What is the first thought that comes to your mind when you hear the term self-published?

For a number of people, especially those in the publishing industry, the following word comes to mind:

“Substandard”

Personally, I find the term self-published confusing. Does that mean that the author published it through a vanity publishing house such as Xulon, Winepress, AuthorHouse, Xlibris, iUniverse, PublishAmerica, etc.? Does it mean that they published it through Lulu.com or CreateSpace.com and have that company listed as the publisher? Does it mean that the author, herself or himself, is the publisher and listed as such? Or, does it mean that the author published the book through a publishing company or business they own?

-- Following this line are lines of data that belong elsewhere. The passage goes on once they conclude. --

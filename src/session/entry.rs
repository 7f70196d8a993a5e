//! A single stored session.

use std::collections::BTreeMap;
use std::time::{Duration, Instant, SystemTime};

use serde_json::Value;

/// Keyed session state with idle expiry.
#[derive(Debug, Clone)]
pub struct Session {
    id: String,
    created_at: SystemTime,
    last_activity: SystemTime,
    touched: Instant,
    duration: Duration,
    data: BTreeMap<String, Value>,
}

impl Session {
    pub fn new(id: impl Into<String>, duration: Duration) -> Self {
        let now = SystemTime::now();
        Self {
            id: id.into(),
            created_at: now,
            last_activity: now,
            touched: Instant::now(),
            duration,
            data: BTreeMap::new(),
        }
    }

    pub fn id(&self) -> &str {
        &self.id
    }

    pub fn created_at(&self) -> SystemTime {
        self.created_at
    }

    pub fn last_activity(&self) -> SystemTime {
        self.last_activity
    }

    pub fn duration(&self) -> Duration {
        self.duration
    }

    /// True once the session has been idle for longer than its duration.
    pub fn is_expired_at(&self, now: Instant) -> bool {
        now.saturating_duration_since(self.touched) > self.duration
    }

    pub(crate) fn touch(&mut self) {
        self.touched = Instant::now();
        self.last_activity = SystemTime::now();
    }

    pub fn len(&self) -> usize {
        self.data.len()
    }

    pub fn is_empty(&self) -> bool {
        self.data.is_empty()
    }

    pub fn get(&self, key: &str) -> Option<&Value> {
        self.data.get(key)
    }

    pub fn contains_key(&self, key: &str) -> bool {
        self.data.contains_key(key)
    }

    /// Store a value; `Value::Null` removes the key. Returns the previous value.
    pub fn insert(&mut self, key: &str, value: Value) -> Option<Value> {
        if value.is_null() {
            self.data.remove(key)
        } else {
            self.data.insert(key.to_string(), value)
        }
    }

    pub fn remove(&mut self, key: &str) -> Option<Value> {
        self.data.remove(key)
    }

    pub fn clear(&mut self) {
        self.data.clear();
    }

    /// Copy of the data in key order.
    pub fn snapshot(&self) -> Vec<(String, Value)> {
        self.data
            .iter()
            .map(|(k, v)| (k.clone(), v.clone()))
            .collect()
    }
}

While self-published books are gaining ground in the industry, a prejudice against them remains. Many awards, book review publications, and even author and publishing associations do not allow “self-published” books or authors.

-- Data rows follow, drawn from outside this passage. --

//! Ordered module collection and the request dispatch loop.
//!
//! # Responsibilities
//! - Register modules under unique names, in insertion order
//! - Start modules once, in order, stopping at the first failure
//! - Dispatch each request through matching modules until one handles it
//! - Dispose modules and release their container links
//!
//! # Design Decisions
//! - Readers load an immutable snapshot of the module list (no lock on the hot path)
//! - Writers serialize on a mutex and publish a new snapshot
//! - No lock or snapshot guard is held across a handler await

use std::sync::atomic::{AtomicBool, Ordering};
use std::sync::{Arc, Mutex, PoisonError, Weak};
use std::time::Instant;

use arc_swap::ArcSwap;

use crate::http::RequestContext;
use crate::lifecycle::ShutdownSignal;
use crate::observability::metrics;
use crate::pipeline::{Module, ModuleError, RegistryError};
use crate::routing::matcher::match_base_route;

/// A registered module with its name and dispatch slot.
pub struct ModuleEntry {
    name: String,
    index: usize,
    module: Arc<dyn Module>,
}

impl ModuleEntry {
    pub fn name(&self) -> &str {
        &self.name
    }

    /// Insertion slot; fixes dispatch order for the registry's lifetime.
    pub fn index(&self) -> usize {
        self.index
    }

    pub fn module(&self) -> &Arc<dyn Module> {
        &self.module
    }
}

/// Ordered, add-only collection of modules.
pub struct ModuleRegistry {
    modules: ArcSwap<Vec<Arc<ModuleEntry>>>,
    writer: Mutex<()>,
    disposed: AtomicBool,
    self_ref: Weak<ModuleRegistry>,
}

impl ModuleRegistry {
    /// Create an empty registry.
    pub fn new() -> Arc<Self> {
        Arc::new_cyclic(|self_ref| Self {
            modules: ArcSwap::from_pointee(Vec::new()),
            writer: Mutex::new(()),
            disposed: AtomicBool::new(false),
            self_ref: self_ref.clone(),
        })
    }

    /// Register `module` under `name` in the next dispatch slot.
    pub fn add(&self, name: impl Into<String>, module: Arc<dyn Module>) -> Result<(), RegistryError> {
        let name = name.into();
        let _writer = self.writer.lock().unwrap_or_else(PoisonError::into_inner);

        if self.disposed.load(Ordering::Acquire) {
            return Err(RegistryError::Disposed);
        }

        let current = self.modules.load_full();
        if current.iter().any(|entry| entry.name == name) {
            return Err(RegistryError::DuplicateName(name));
        }
        if !module.link().bind(self.self_ref.clone()) {
            return Err(RegistryError::AlreadyAttached(name));
        }

        tracing::debug!(
            module = %name,
            index = current.len(),
            base_route = module.base_route(),
            "Module registered"
        );

        let mut next = Vec::with_capacity(current.len() + 1);
        next.extend(current.iter().cloned());
        next.push(Arc::new(ModuleEntry {
            name,
            index: current.len(),
            module,
        }));
        self.modules.store(Arc::new(next));
        Ok(())
    }

    /// Start every module in registration order.
    ///
    /// The first failure aborts the remaining starts. Triggering `shutdown` while a
    /// start hook is pending cancels startup.
    pub async fn start_all(&self, shutdown: &ShutdownSignal) -> Result<(), RegistryError> {
        if self.is_disposed() {
            return Err(RegistryError::Disposed);
        }

        let modules = self.modules.load_full();
        for entry in modules.iter() {
            if shutdown.is_triggered() {
                return Err(RegistryError::Cancelled(entry.name.clone()));
            }

            let mut cancelled = shutdown.clone();
            tokio::select! {
                biased;
                _ = cancelled.cancelled() => {
                    tracing::warn!(module = %entry.name, "Startup cancelled");
                    return Err(RegistryError::Cancelled(entry.name.clone()));
                }
                result = entry.module.start(shutdown.clone()) => {
                    if let Err(source) = result {
                        tracing::error!(module = %entry.name, error = %source, "Module failed to start");
                        return Err(RegistryError::Start {
                            name: entry.name.clone(),
                            source,
                        });
                    }
                }
            }
            tracing::info!(module = %entry.name, "Module started");
        }
        Ok(())
    }

    /// Run `ctx` through the module chain.
    ///
    /// Returns with the context unhandled if no module answered; producing a fallback
    /// response is up to the caller.
    pub async fn dispatch_request(&self, ctx: &mut RequestContext) -> Result<(), ModuleError> {
        if ctx.is_handled() {
            return Ok(());
        }

        let modules = self.modules.load_full();
        for entry in modules.iter() {
            let route = match_base_route(entry.module.base_route(), ctx.requested_path());
            if !route.is_match() {
                continue;
            }
            ctx.set_route(route);

            let started = Instant::now();
            let result = entry.module.handle(ctx).await;
            tracing::trace!(
                request_id = %ctx.id(),
                module = %entry.name,
                handled = ctx.is_handled(),
                elapsed_us = started.elapsed().as_micros() as u64,
                "Module finished"
            );
            if let Err(e) = result {
                tracing::debug!(request_id = %ctx.id(), module = %entry.name, error = %e, "Module failed");
                return Err(e);
            }

            if ctx.is_handled() {
                metrics::record_module_handled(&entry.name);
                break;
            }
            if entry.module.is_final_handler() {
                break;
            }
        }
        Ok(())
    }

    /// Module names in dispatch order.
    pub fn names(&self) -> Vec<String> {
        self.modules.load().iter().map(|entry| entry.name.clone()).collect()
    }

    /// Snapshot of the registered entries in dispatch order.
    pub fn entries(&self) -> Vec<Arc<ModuleEntry>> {
        self.modules.load().iter().cloned().collect()
    }

    /// Look up a module by name.
    pub fn get(&self, name: &str) -> Option<Arc<dyn Module>> {
        self.modules
            .load()
            .iter()
            .find(|entry| entry.name == name)
            .map(|entry| entry.module.clone())
    }

    pub fn len(&self) -> usize {
        self.modules.load().len()
    }

    pub fn is_empty(&self) -> bool {
        self.len() == 0
    }

    pub fn is_disposed(&self) -> bool {
        self.disposed.load(Ordering::Acquire)
    }

    /// Dispose every module and release its link. Later calls to [`add`](Self::add) fail.
    pub fn dispose(&self) {
        let _writer = self.writer.lock().unwrap_or_else(PoisonError::into_inner);
        if self.disposed.swap(true, Ordering::AcqRel) {
            return;
        }

        let modules = self.modules.swap(Arc::new(Vec::new()));
        for entry in modules.iter() {
            entry.module.dispose();
            entry.module.link().release();
        }
        tracing::info!(modules = modules.len(), "Module registry disposed");
    }
}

If you have self-published a book—by which I mean that you are listed as the publisher or a company you own is listed as the publisher of the book—then I suggest you use the term Independently Published to avoid stigma.

The English language is constantly changing. Words fall in and out of favor as different connotations become associated with them. For instance, “handicapped” used to be acceptable when taking about a disabled person. After a while, the associations with that word became negative, so “disabled” came into vogue.

The same is true for self-published. The term has gathered too much negativity. I suggest we start fresh. Let’s use the term independently published because that does describe what you have done—published your book autonomously.